- TASK REQUIREMENTS: From the entries that follow, copy each line in which "India" appears.

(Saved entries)
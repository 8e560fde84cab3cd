use std::path::PathBuf;

use navrecon::model::{ExclusionReason, RawValue};
use navrecon::{extract_period, run, LabeledPeriod, RawRecord, ReconReport, RuleSet};

fn fixtures_dir() -> PathBuf {
    PathBuf::from(env!("CARGO_MANIFEST_DIR")).join("tests/fixtures")
}

fn load_rules() -> RuleSet {
    RuleSet::load(&fixtures_dir().join("scheme_rules.json")).unwrap()
}

fn latest_rows() -> Vec<RawRecord> {
    vec![
        RawRecord::new("HDFC Flexi Cap Fund - Direct Plan - Growth Option", 1850.50),
        RawRecord::new("HDFC Flexi Cap Fund - Regular Plan - Growth Option", 1700.25),
        RawRecord::new("HDFC Flexi Cap Fund - Direct Plan - IDCW Option", 80.10),
        RawRecord::new("Axis Bluechip Fund - Regular Plan - Growth", 56.00),
        RawRecord::new("Axis Bluechip Fund - Regular Plan - IDCW", 20.00),
        RawRecord::new("Nippon India ETF Nifty 50 BeES", 250.0),
        RawRecord::new("SBI Small Cap Fund - Direct Plan - Growth", 0.0),
        RawRecord::new("Kotak New Fund - Direct Plan - Growth", 10.0),
        RawRecord::new("Broken Fund - Direct Plan - Growth", RawValue::Text("N.A.".into())),
    ]
}

fn past_rows() -> Vec<RawRecord> {
    vec![
        RawRecord::new("HDFC Flexi Cap Fund \u{2013} Direct Plan \u{2013} Growth Option", 1682.27),
        RawRecord::new("HDFC Flexi Cap Fund - Regular Plan - Growth Option", 1560.0),
        RawRecord::new("Axis Bluechip Fund - Regular Plan - Growth", 50.00),
        RawRecord::new("SBI Small Cap Fund - Direct Plan - Growth", 150.0),
        RawRecord::new("ICICI Closed Fund - Direct Plan - Growth", 12.0),
        RawRecord::new("Bharat Bond FOF", 11.0),
    ]
}

fn extract_both(rules: &RuleSet) -> (LabeledPeriod, LabeledPeriod) {
    (
        extract_period("Latest", &latest_rows(), rules),
        extract_period("Past1", &past_rows(), rules),
    )
}

fn load_and_run() -> ReconReport {
    let rules = load_rules();
    let (latest, past) = extract_both(&rules);
    run(&latest, &past)
}

fn reasons_for<'a>(excluded: &'a [navrecon::ExcludedRecord], name: &str) -> Vec<&'a ExclusionReason> {
    excluded.iter().filter(|e| e.record.name == name).map(|e| &e.reason).collect()
}

// -------------------------------------------------------------------------
// Extraction
// -------------------------------------------------------------------------

#[test]
fn latest_extraction_counts() {
    let rules = load_rules();
    let (latest, _) = extract_both(&rules);
    let r = &latest.result;
    assert_eq!(r.total_raw, 8);
    assert_eq!(r.dropped, 1);
    assert_eq!(r.eligible.len(), 4);
    assert_eq!(r.excluded.len(), 4);

    let eligible: Vec<_> = r.eligible.iter().map(|e| e.name.as_str()).collect();
    assert_eq!(
        eligible,
        vec![
            "HDFC Flexi Cap Fund - Direct Plan - Growth Option",
            "Axis Bluechip Fund - Regular Plan - Growth",
            "SBI Small Cap Fund - Direct Plan - Growth",
            "Kotak New Fund - Direct Plan - Growth",
        ]
    );
}

#[test]
fn ladder_prefers_growth_when_no_direct_plan() {
    let rules = load_rules();
    let (latest, _) = extract_both(&rules);
    let reasons = reasons_for(&latest.result.excluded, "Axis Bluechip Fund - Regular Plan - IDCW");
    assert_eq!(reasons, vec![&ExclusionReason::VariantSelection]);
}

#[test]
fn json_and_toml_rules_give_identical_results() {
    let json_rules = load_rules();
    let toml_rules = RuleSet::load(&fixtures_dir().join("scheme_rules.toml")).unwrap();
    let a = extract_period("L", &latest_rows(), &json_rules);
    let b = extract_period("L", &latest_rows(), &toml_rules);
    assert_eq!(a.result.eligible, b.result.eligible);
    assert_eq!(a.result.excluded, b.result.excluded);
}

// -------------------------------------------------------------------------
// Comparison
// -------------------------------------------------------------------------

#[test]
fn comparison_rows() {
    let report = load_and_run();
    let rows = &report.comparison.rows;
    assert_eq!(rows.len(), 2);

    // Sorted by change percent, highest first.
    assert_eq!(rows[0].name, "Axis Bluechip Fund - Regular Plan - Growth");
    assert_eq!(rows[0].change, 6.0);
    assert_eq!(rows[0].change_percent, 12.0);

    assert_eq!(rows[1].name, "HDFC Flexi Cap Fund - Direct Plan - Growth Option");
    assert!((rows[1].change - 168.23).abs() < 1e-9);
    assert_eq!(rows[1].change_percent, 10.0);

    for row in rows {
        assert_ne!(row.past_value, 0.0);
        assert_ne!(row.latest_value, 0.0);
    }
}

#[test]
fn latest_excluded_table() {
    let report = load_and_run();
    let ex = &report.comparison.latest_excluded;
    assert_eq!(ex.len(), 6);
    assert_eq!(
        reasons_for(ex, "Nippon India ETF Nifty 50 BeES"),
        vec![&ExclusionReason::ContainsKeyword { keyword: "ETF".into() }]
    );
    assert_eq!(
        reasons_for(ex, "SBI Small Cap Fund - Direct Plan - Growth"),
        vec![&ExclusionReason::ZeroValue]
    );
    assert_eq!(
        reasons_for(ex, "Kotak New Fund - Direct Plan - Growth"),
        vec![&ExclusionReason::NotComparable]
    );
    // Dropped rows never reach the excluded table.
    assert!(reasons_for(ex, "Broken Fund - Direct Plan - Growth").is_empty());
}

#[test]
fn past_excluded_table() {
    let report = load_and_run();
    let ex = &report.comparison.past_excluded;
    assert_eq!(ex.len(), 3);
    assert_eq!(
        reasons_for(ex, "Bharat Bond FOF"),
        vec![&ExclusionReason::ContainsKeyword { keyword: "FOF".into() }]
    );
    assert_eq!(
        reasons_for(ex, "HDFC Flexi Cap Fund - Regular Plan - Growth Option"),
        vec![&ExclusionReason::VariantSelection]
    );
    assert_eq!(
        reasons_for(ex, "ICICI Closed Fund - Direct Plan - Growth"),
        vec![&ExclusionReason::NotComparable]
    );
    // Past side of a latest-zero fund is not excluded on the past side.
    assert!(reasons_for(ex, "SBI Small Cap Fund - Direct Plan - Growth").is_empty());
}

#[test]
fn reconciliation_summary() {
    let report = load_and_run();
    let s = &report.comparison.summary;
    assert_eq!(s.latest.total_raw, 8);
    assert_eq!(s.latest.included, 2);
    assert_eq!(s.latest.excluded, 6);
    assert_eq!(s.latest.dropped, 1);
    assert_eq!(s.past.total_raw, 6);
    assert_eq!(s.past.included, 2);
    assert_eq!(s.past.excluded, 3);
    assert_eq!(s.past.dropped, 0);
}

#[test]
fn latest_is_shared_across_past_periods() {
    let rules = load_rules();
    let latest = extract_period("Latest", &latest_rows(), &rules);
    let past1 = extract_period("Past1", &past_rows(), &rules);
    let past2 = extract_period(
        "Past2",
        &[RawRecord::new("Kotak New Fund - Direct Plan - Growth", 8.0)],
        &rules,
    );

    let r1 = run(&latest, &past1);
    let r2 = run(&latest, &past2);
    assert_eq!(r1.meta.past_label, "Past1");
    assert_eq!(r2.meta.past_label, "Past2");
    assert_eq!(r2.comparison.rows.len(), 1);
    assert_eq!(r2.comparison.rows[0].change_percent, 25.0);
    // The first run leaves the shared latest period untouched.
    assert_eq!(latest.result.eligible.len(), 4);
}

#[test]
fn empty_periods() {
    let rules = load_rules();
    let latest = extract_period("Latest", &[], &rules);
    let past = extract_period("Past", &[], &rules);
    let report = run(&latest, &past);
    assert!(report.comparison.rows.is_empty());
    assert!(report.comparison.latest_excluded.is_empty());
    assert!(report.comparison.past_excluded.is_empty());
    assert_eq!(report.comparison.summary.latest.total_raw, 0);
}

- RESPONSE BELOW:
        RawRecord::new("Nippon India ETF Nifty 50 BeES", 250.0),
        reasons_for(ex, "Nippon India ETF Nifty 50 BeES"),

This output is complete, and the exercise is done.